Hoje meio amanheci de banzo, com saudade de minha infância/adolescência, vivida em minha terra-natal. Das peladas no “Campin Pereira”, dos torneios no Social Clube, das missas e paqueras infantis no Palanque da Vila Tanque, Do guarda-pó verde que usávamos nas aulas práticas no Polivalente e das brincadeiras no quintal da casa de Seu Armindo, virando o quarteirão entre a 25 e a Contorno. Dos piques de esconder, dos jogos de queimada, de apagar os relógios das casas e bater o portão, e depois sair correndo. De jogar bombinha na casa do saudoso “Chico Preto” e sair gritando “Chico Preto, pega ladrão”!

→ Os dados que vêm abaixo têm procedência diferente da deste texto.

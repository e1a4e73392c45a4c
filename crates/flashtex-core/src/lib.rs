//! flashtex-core: card parsing, SM-2 scheduling and in-place annotation.
//!
//! Flashcards live in LaTeX-like `*_cards.tex` files. This crate parses them
//! into [`CardRecord`]s, computes the next review with SM-2, and writes the
//! result back as a `%@rep:` comment without disturbing the rest of the file.

pub mod annotation;
pub mod config;
pub mod deck;
pub mod discovery;
pub mod error;
pub mod model;
pub mod parser;
pub mod scheduler;
pub mod store;

pub use deck::{Deck, LoadReport, SectionSummary};
pub use error::{DeckError, DeckResult, ParseError, ParseErrorKind};
pub use model::{CardRecord, EaseFactor, Rating, ReviewState, SourceLocation, Span};
//! The `flashtex init` command.

use std::path::Path;

use anyhow::{Context, Result};

pub fn execute() -> Result<()> {
    write_if_missing(Path::new("flashtex.toml"), SAMPLE_CONFIG)?;
    write_if_missing(Path::new("example_cards.tex"), EXAMPLE_DECK)?;

    println!("\nNext steps:");
    println!("  1. Add cards to example_cards.tex or create more *_cards.tex files");
    println!("  2. Run: flashtex validate");
    println!("  3. Run: flashtex list --due");

    Ok(())
}

fn write_if_missing(path: &Path, content: &str) -> Result<()> {
    if path.exists() {
        println!("{} already exists, skipping.", path.display());
    } else {
        std::fs::write(path, content)
            .with_context(|| format!("failed to write {}", path.display()))?;
        println!("Created {}", path.display());
    }
    Ok(())
}

const SAMPLE_CONFIG: &str = r#"# flashtex configuration

# Directory holding the deck files.
deck_dir = "."

# Deck files are the files whose name ends with this.
file_suffix = "_cards.tex"

# Also search subdirectories of deck_dir.
recursive = false
"#;

const EXAMPLE_DECK: &str = r"\documentclass{article}
\usepackage{amsmath}
\begin{document}

\section{Algebra}

\begin{flashcard}{quadratic-formula}
  \Q{Roots of $ax^2 + bx + c = 0$?}
  \A{$x = \frac{-b \pm \sqrt{b^2 - 4ac}}{2a}$}
\end{flashcard}

\begin{flashcard}{difference-of-squares}
  \Q{Factor $a^2 - b^2$.}
  \A{$(a - b)(a + b)$}
\end{flashcard}

\section{Calculus}

\begin{flashcard}{power-rule}
  \Qblock{
    What is $\frac{d}{dx} x^n$?
  }
  \Ablock{
    $n x^{n-1}$
  }
\end{flashcard}

\end{document}
";
//! `flashtex.toml` configuration.

use std::path::{Path, PathBuf};

use anyhow::{Context, Result};
use serde::{Deserialize, Serialize};

use crate::discovery::DEFAULT_SUFFIX;

/// Overrides `deck_dir` when set.
pub const DECK_DIR_ENV: &str = "FLASHTEX_DECK_DIR";

/// Top-level flashtex configuration.
#[derive(Debug, Clone, PartialEq, Eq, Serialize, Deserialize)]
#[serde(deny_unknown_fields)]
pub struct FlashtexConfig {
    /// Directory holding the deck files.
    #[serde(default = "default_deck_dir")]
    pub deck_dir: PathBuf,
    /// Deck files are the files whose name ends with this.
    #[serde(default = "default_suffix")]
    pub file_suffix: String,
    /// Also search subdirectories of `deck_dir`.
    #[serde(default)]
    pub recursive: bool,
}

fn default_deck_dir() -> PathBuf {
    PathBuf::from(".")
}
fn default_suffix() -> String {
    DEFAULT_SUFFIX.to_string()
}

impl Default for FlashtexConfig {
    fn default() -> Self {
        Self {
            deck_dir: default_deck_dir(),
            file_suffix: default_suffix(),
            recursive: false,
        }
    }
}

impl FlashtexConfig {
    fn validate(&self) -> Result<()> {
        if self.file_suffix.trim().is_empty() {
            anyhow::bail!("file_suffix must not be empty");
        }
        Ok(())
    }
}

/// Load config from an explicit path, or search the default locations.
///
/// Search order when no path is given:
/// 1. `flashtex.toml` in the current directory
/// 2. `~/.config/flashtex/config.toml`
///
/// Without a file the defaults apply. `FLASHTEX_DECK_DIR` overrides
/// `deck_dir` either way.
pub fn load_config_from(path: Option<&Path>) -> Result<FlashtexConfig> {
    let config_path = match path {
        Some(p) if p.exists() => Some(p.to_path_buf()),
        Some(p) => anyhow::bail!("config file not found: {}", p.display()),
        None => {
            let local = PathBuf::from("flashtex.toml");
            if local.exists() {
                Some(local)
            } else {
                dirs_path()
                    .map(|dir| dir.join("config.toml"))
                    .filter(|global| global.exists())
            }
        }
    };

    let mut config = match &config_path {
        Some(path) => {
            let content = std::fs::read_to_string(path)
                .with_context(|| format!("failed to read config: {}", path.display()))?;
            toml::from_str::<FlashtexConfig>(&content)
                .with_context(|| format!("failed to parse config: {}", path.display()))?
        }
        None => FlashtexConfig::default(),
    };

    if let Some(dir) = std::env::var_os(DECK_DIR_ENV).filter(|v| !v.is_empty()) {
        config.deck_dir = PathBuf::from(dir);
    }

    config.validate()?;
    match &config_path {
        Some(path) => tracing::debug!("loaded config from {}", path.display()),
        None => tracing::debug!("no config file found, using defaults"),
    }
    Ok(config)
}

fn dirs_path() -> Option<PathBuf> {
    std::env::var("HOME")
        .ok()
        .map(|h| PathBuf::from(h).join(".config").join("flashtex"))
}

Saudade de jogar bolinha de gude, soltar papagaio na manivela, jogar finca, passa-anel e ganhar um beijo da menina por quem estávamos apaixonados. Das calças curtas e das merendas que levávamos para o Eugênia Scharlé durante o Grupo Escolar. De andar de bicicleta e de carrinhos de rolimã, descendo em disparada pela Avenida Aeroporto. De tirar dinheiro de nossos pais e ir comer coxinha e beber guaraná no Bar Alvorada. De ficar espiando os jogadores de sinuca no Bar do Alonso e jogar bola debaixo da chuva.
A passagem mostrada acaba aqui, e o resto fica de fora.